* _The task_
Work out how many lines of the data contain "license" and reply with that number alone.

(Dataset entries)
========================================================================
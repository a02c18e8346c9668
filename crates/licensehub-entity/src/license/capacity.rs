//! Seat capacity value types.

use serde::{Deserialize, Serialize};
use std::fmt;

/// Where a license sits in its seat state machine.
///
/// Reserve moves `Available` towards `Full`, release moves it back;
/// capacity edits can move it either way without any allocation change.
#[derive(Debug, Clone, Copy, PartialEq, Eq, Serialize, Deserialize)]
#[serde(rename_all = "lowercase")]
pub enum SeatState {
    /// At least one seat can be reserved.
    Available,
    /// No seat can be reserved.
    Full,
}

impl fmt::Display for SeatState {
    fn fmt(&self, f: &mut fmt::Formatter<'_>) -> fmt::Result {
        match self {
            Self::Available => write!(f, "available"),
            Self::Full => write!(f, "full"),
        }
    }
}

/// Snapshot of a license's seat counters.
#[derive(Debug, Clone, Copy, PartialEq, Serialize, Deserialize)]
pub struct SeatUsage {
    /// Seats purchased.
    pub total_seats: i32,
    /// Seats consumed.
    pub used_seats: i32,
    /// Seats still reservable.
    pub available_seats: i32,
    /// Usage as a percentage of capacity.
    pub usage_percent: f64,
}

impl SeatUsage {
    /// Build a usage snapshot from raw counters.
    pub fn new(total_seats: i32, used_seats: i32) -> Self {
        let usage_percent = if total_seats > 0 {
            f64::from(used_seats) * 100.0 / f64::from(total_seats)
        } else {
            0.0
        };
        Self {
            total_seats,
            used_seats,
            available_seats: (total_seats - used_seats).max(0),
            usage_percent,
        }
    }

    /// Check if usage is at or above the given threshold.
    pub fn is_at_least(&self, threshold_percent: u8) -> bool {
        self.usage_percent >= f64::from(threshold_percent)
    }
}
========================================================================
* _Answer to this problem_
3